Penso che ogni caso, ogni storia sia diversa. Ad esempio, io avverto in me una forte componente temperamentale di fondo estroversa, chiacchierona, solare che talvolta emerge e sa farsi strada nei giusti contesti.
Eppure da sempre sono avvinghiata da quella strada paura degli altri, dal terrore di sbagliare che mi fa apparire all’esterno perennemente titubante, bloccata dall’esprimermi a fondo.
Sono piuttosto cosciente che in un clima di crescita poco sereno e burrascoso, lì dove le certezze affettive erano sempre sul punto di collassare ( i miei erano e sono tuttora separati in casa), la possibilità di maturare sviluppando appieno le mie potenzialità era assai difficile (anche se non dico impossibili!!), perchè un fondamento solido affettivo teso a darmi certezza nella mia vita non c’è mai stato. Poi aggiungiamo all’instabilità della coppia genitoriale (pre-esistente ai figli!) anche un clima di continua riprovazione e durezza (dettata da un forte senso di insicurezza dei miei stessi genitori), che non mi ha certo aiutata a sentirmi sicura di me.
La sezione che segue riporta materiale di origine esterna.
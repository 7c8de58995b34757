use actix_web::{get, post, web, HttpResponse};
use serde::Deserialize;
use serde_json::json;
use sqlx::PgPool;
use uuid::Uuid;

use crate::{dal::job_db, domain::job::parse_competitor};

#[derive(Deserialize)]
struct CreateJobBody {
    competitor: String,
}

#[post("/jobs")]
async fn create_job(body: web::Json<CreateJobBody>, pool: web::Data<PgPool>) -> HttpResponse {
    let competitor = match parse_competitor(&body.competitor) {
        Ok(c) => c,
        Err(e) => return HttpResponse::BadRequest().json(json!({ "error": e })),
    };

    match job_db::insert_job(&pool, &competitor).await {
        Ok(job) => HttpResponse::Created().json(job),
        Err(e) => {
            log::error!("Failed to insert job for {}: {:?}", competitor, e);
            HttpResponse::InternalServerError().json(json!({ "error": "Internal server error" }))
        }
    }
}

#[get("/jobs/{id}")]
async fn get_job(path: web::Path<Uuid>, pool: web::Data<PgPool>) -> HttpResponse {
    let id = path.into_inner();

    match job_db::get_job(&pool, id).await {
        Ok(Some(job)) => HttpResponse::Ok().json(job),
        Ok(None) => HttpResponse::NotFound().json(json!({ "error": format!("Job {} not found", id) })),
        Err(e) => {
            log::error!("Failed to load job {}: {:?}", id, e);
            HttpResponse::InternalServerError().json(json!({ "error": "Internal server error" }))
        }
    }
}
Io penso che l’io del bambino – quando incomincia a delinearsi - prima che un io individuale sia prima di tutto un IO SOCIALE, cioè plasmato da quei messaggi di approvazione o disapprovazione che il bambino riceve dal mondo esterno. Però, il bimbo - privo di quelle capacità autonome di giudizio su se stesso e il mondo – tende a identificare quei messaggi (positivi o negativi che siano) con un’idea di VERITA’, perché non ha gli strumenti per contrastarli.
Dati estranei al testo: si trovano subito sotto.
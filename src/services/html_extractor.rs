use std::collections::HashSet;

use once_cell::sync::Lazy;
use regex::Regex;

use crate::domain::{lead::ExtractedLead, web_domain::domain_from_url};

const NAME_WINDOW_CHARS: usize = 200;
const MAX_TITLE_NAME_LEN: usize = 50;

static EMAIL_RE: Lazy<Regex> =
    Lazy::new(|| Regex::new(r"(?i)\b[a-z0-9._%+-]+@[a-z0-9.-]+\.[a-z]{2,}\b").unwrap());
static MAILTO_RE: Lazy<Regex> =
    Lazy::new(|| Regex::new(r#"(?i)mailto:([^"'?>\s]+)"#).unwrap());
static TAG_RE: Lazy<Regex> = Lazy::new(|| Regex::new(r"<[^>]*>").unwrap());
static NAME_RE: Lazy<Regex> =
    Lazy::new(|| Regex::new(r"\p{Lu}\p{Ll}+(?:[ \t]+\p{Lu}\p{Ll}+)*").unwrap());
static TITLE_RE: Lazy<Regex> =
    Lazy::new(|| Regex::new(r"(?is)<title[^>]*>(.*?)</title>").unwrap());

const DENIED_LOCAL_FRAGMENTS: [&str; 3] = ["noreply", "no-reply", "donotreply"];
const DENIED_LOCAL_PARTS: [&str; 6] = [
    "admin",
    "webmaster",
    "support",
    "test",
    "postmaster",
    "hostmaster",
];
const DENIED_DOMAINS: [&str; 1] = ["example.com"];
const ASSET_SUFFIXES: [&str; 8] = [".png", ".jpg", ".jpeg", ".gif", ".svg", ".webp", ".css", ".js"];
const GENERIC_NAME_TOKENS: [&str; 3] = ["Email", "Contact", "Info"];
const TITLE_NOISE_SUFFIXES: [&str; 2] = ["home", "welcome"];

/// Heuristics that read raw page HTML.
pub trait HtmlExtractor: Send + Sync {
    fn extract_emails(&self, html: &str, source_url: &str) -> Vec<ExtractedLead>;
    fn extract_name_near_email(&self, html: &str, email: &str) -> Option<String>;
    fn extract_company_name(&self, html: &str, domain: &str) -> String;
}

#[derive(Debug, Default, Clone, Copy)]
pub struct RegexHtmlExtractor;

impl HtmlExtractor for RegexHtmlExtractor {
    fn extract_emails(&self, html: &str, source_url: &str) -> Vec<ExtractedLead> {
        extract_emails(html, source_url)
    }

    fn extract_name_near_email(&self, html: &str, email: &str) -> Option<String> {
        extract_name_near_email(html, email)
    }

    fn extract_company_name(&self, html: &str, domain: &str) -> String {
        extract_company_name(html, domain)
    }
}

pub fn is_denied_email(email: &str) -> bool {
    let Some((local, domain)) = email.rsplit_once('@') else {
        return true;
    };

    DENIED_LOCAL_FRAGMENTS.iter().any(|f| local.contains(f))
        || DENIED_LOCAL_PARTS.contains(&local)
        || DENIED_DOMAINS
            .iter()
            .any(|&d| domain == d || domain.ends_with(&format!(".{}", d)))
        || ASSET_SUFFIXES.iter().any(|s| email.ends_with(s))
}

pub fn extract_emails(html: &str, source_url: &str) -> Vec<ExtractedLead> {
    let domain = domain_from_url(source_url).unwrap_or_default();
    let mut seen = HashSet::new();

    let mailto_targets = MAILTO_RE.captures_iter(html).filter_map(|cap| {
        let target = html_escape::decode_html_entities(cap.get(1)?.as_str()).to_string();
        EMAIL_RE.find(&target).map(|m| m.as_str().to_string())
    });
    let text_matches = EMAIL_RE.find_iter(html).map(|m| m.as_str().to_string());

    mailto_targets
        .chain(text_matches)
        .map(|email| email.to_lowercase())
        .filter(|email| !is_denied_email(email))
        .filter(|email| seen.insert(email.clone()))
        .map(|email| ExtractedLead {
            name: extract_name_near_email(html, &email),
            email,
            source_url: source_url.to_string(),
            domain: domain.clone(),
        })
        .collect()
}

pub fn extract_name_near_email(html: &str, email: &str) -> Option<String> {
    let email_re = Regex::new(&format!("(?i){}", regex::escape(email))).ok()?;
    let position = email_re.find(html)?.start();

    let preceding = &html[..position];
    let window_start = preceding
        .char_indices()
        .rev()
        .nth(NAME_WINDOW_CHARS - 1)
        .map(|(i, _)| i)
        .unwrap_or(0);
    let window = &preceding[window_start..];

    // The window may open inside a tag or end inside an unterminated one.
    let window = match (window.find('>'), window.find('<')) {
        (Some(close), Some(open)) if close < open => &window[close + 1..],
        (Some(close), None) => &window[close + 1..],
        _ => window,
    };
    // Newlines keep a name from spanning two elements.
    let text = TAG_RE.replace_all(window, "\n");
    let text = match text.rfind('<') {
        Some(open) => &text[..open],
        None => &text[..],
    };
    let text = html_escape::decode_html_entities(text);

    let candidate = NAME_RE.find_iter(&text).last()?.as_str().trim().to_string();

    let is_generic = GENERIC_NAME_TOKENS
        .iter()
        .any(|token| candidate.contains(token));

    match is_generic || candidate.chars().count() < 4 {
        true => None,
        false => Some(candidate),
    }
}

pub fn extract_company_name(html: &str, domain: &str) -> String {
    TITLE_RE
        .captures(html)
        .and_then(|cap| cap.get(1))
        .and_then(|title| clean_title(title.as_str()))
        .unwrap_or_else(|| prettify_domain(domain))
}

fn clean_title(raw: &str) -> Option<String> {
    let decoded = html_escape::decode_html_entities(raw);
    let collapsed = decoded.split_whitespace().collect::<Vec<&str>>().join(" ");

    let mut name = collapsed
        .split(['-', '|', '–', '—'])
        .next()
        .unwrap_or_default()
        .trim()
        .to_string();

    for suffix in TITLE_NOISE_SUFFIXES {
        if let Some(stripped) = strip_trailing_word(&name, suffix) {
            name = stripped.trim_end_matches([' ', ':', ',', '.']).to_string();
        }
    }

    let len = name.chars().count();
    match len > 2 && len <= MAX_TITLE_NAME_LEN {
        true => Some(name),
        false => None,
    }
}

/// Strips `word` (ASCII, case-insensitive) from the end of `text` when it
/// stands alone, so `Stayhome` keeps its `home`.
fn strip_trailing_word<'a>(text: &'a str, word: &str) -> Option<&'a str> {
    let split = text.len().checked_sub(word.len())?;
    if !text.is_char_boundary(split) || !text[split..].eq_ignore_ascii_case(word) {
        return None;
    }

    let head = &text[..split];
    match head.chars().last() {
        None => Some(head),
        Some(c) if !c.is_alphanumeric() => Some(head),
        Some(_) => None,
    }
}

const SECOND_LEVEL_LABELS: [&str; 6] = ["co", "com", "org", "net", "ac", "gov"];

/// `www.big-company.co.uk` -> `Big Company`.
pub fn prettify_domain(domain: &str) -> String {
    let host = domain.trim().to_lowercase();
    let host = host.strip_prefix("www.").unwrap_or(&host);
    let mut labels: Vec<&str> = host.split('.').filter(|l| !l.is_empty()).collect();

    if labels.len() > 1 {
        labels.pop();
    }
    if labels.len() > 1 && labels.last().is_some_and(|l| SECOND_LEVEL_LABELS.contains(l)) {
        labels.pop();
    }

    labels
        .join(" ")
        .split(['-', '_', ' '])
        .filter(|w| !w.is_empty())
        .map(|word| {
            let mut chars = word.chars();
            match chars.next() {
                Some(first) => first.to_uppercase().chain(chars).collect::<String>(),
                None => String::new(),
            }
        })
        .collect::<Vec<String>>()
        .join(" ")
}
Quindi, se io mi sentivo sbagliata era perché mi arrivavano soltanto messaggi di dis-conferma dall’esterno (“non vali abbastanza, non sei come vorremmo fosti”) e questi non facevano altro che accentuare la mia paura che – percepita al volo dagli altri (persone non di famiglia) – veniva ovviamente letta come insicurezza e perciò come atteggiamento da stigmatizzare, colpire o ridicolizzare.
Ognuno ha la sua storia, ma io sento tantissimo il peso della mia infanzia sulle spalle, così come ho sentito fortemente la vitalità e gli “attimi di redenzione” che mi sono stati donati da bellissime persone conosciute nel corso della mia vita, capaci di infondermi stima e di valorizzarmi. Grazie a loro sono cambiata, ma non del tutto, perché ormai le fondamenta fragili sono quelle e non potranno mai essere cambiate. Si può lavorare su di sé, ma per me c’è sempre un limite oltre il quale non possiamo agire, ed è quello che divide ciò che può essere modificato con un atto cosciente di volontà da ciò che appartiene alla dimensione dell’inconscio del sub-cosciente, non controllabile razionalmente.
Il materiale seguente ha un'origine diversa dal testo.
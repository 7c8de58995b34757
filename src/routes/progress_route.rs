use actix_web::{get, web, HttpResponse};
use futures::{stream, StreamExt};
use serde_json::json;
use sqlx::PgPool;
use tokio_stream::wrappers::BroadcastStream;
use uuid::Uuid;

use crate::{
    dal::job_db,
    domain::job::{Job, JobState},
    services::{ProgressEvent, ProgressHub, ProgressPhase},
};

pub fn sse_frame(event: &ProgressEvent) -> Result<web::Bytes, actix_web::Error> {
    let data = serde_json::to_string(event).map_err(actix_web::error::ErrorInternalServerError)?;
    Ok(web::Bytes::from(format!("event: progress\ndata: {}\n\n", data)))
}

/// Snapshot for a job without a live channel: `complete` once it has
/// finished, otherwise an `init` event carrying its state.
pub fn job_status_event(job: &Job) -> ProgressEvent {
    match job.state {
        JobState::Done | JobState::Error => ProgressEvent::new(
            ProgressPhase::Complete,
            "finished",
            1.0,
            json!({ "state": job.state, "errorMessage": job.error_message }),
        ),
        JobState::Queued | JobState::Running => ProgressEvent::new(
            ProgressPhase::Init,
            "waiting",
            0.0,
            json!({ "state": job.state }),
        ),
    }
}

fn event_stream_response() -> actix_web::HttpResponseBuilder {
    let mut builder = HttpResponse::Ok();
    builder
        .content_type("text/event-stream")
        .insert_header(("Cache-Control", "no-cache"));
    builder
}

async fn load_job(pool: &PgPool, job_id: Uuid) -> Result<Job, HttpResponse> {
    match job_db::get_job(pool, job_id).await {
        Ok(Some(job)) => Ok(job),
        Ok(None) => Err(HttpResponse::NotFound()
            .json(json!({ "error": format!("Job {} not found", job_id) }))),
        Err(e) => {
            log::error!("Failed to load job {}: {:?}", job_id, e);
            Err(HttpResponse::InternalServerError()
                .json(json!({ "error": "Internal server error" })))
        }
    }
}

#[get("/jobs/{id}/progress")]
async fn job_progress(
    path: web::Path<Uuid>,
    pool: web::Data<PgPool>,
    hub: web::Data<ProgressHub>,
) -> HttpResponse {
    let job_id = path.into_inner();

    let job = match load_job(&pool, job_id).await {
        Ok(job) => job,
        Err(response) => return response,
    };

    let subscription = match job.state {
        JobState::Running => hub.subscribe(job_id),
        _ => None,
    };

    let Some((latest, receiver)) = subscription else {
        // The run may have closed its channel after the first read.
        let job = match job.state {
            JobState::Running => match load_job(&pool, job_id).await {
                Ok(job) => job,
                Err(response) => return response,
            },
            _ => job,
        };
        let event = job_status_event(&job);
        return event_stream_response().streaming(stream::once(async move { sse_frame(&event) }));
    };

    let updates = BroadcastStream::new(receiver).filter_map(|item| async move { item.ok() });
    let body = stream::iter(latest)
        .chain(updates)
        .map(|event| sse_frame(&event));

    event_stream_response().streaming(body)
}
Sarà che poi ora è un momento “no” e perciò vedo tutto un po’ negativo….speriamo di riacquistare positività verso il futuro, ma talvolta (date le difficili situazioni esterne) questa viene a mancare…

:roll:
Vecchio 09-04-2008, 20:23   #9
Esperto
L'avatar di vetro
 

Ti capisco Clizia.Le conferme arrivano sempre dal mondo esterno.Almeno pensiamo che sia cosi'.Dovremmo forse rendere conto a noi stessi di come si sentiamo,indipendentemente dal giudizio di un familiare o di un estraneo.Forse è vero.Gli altri siamo noi.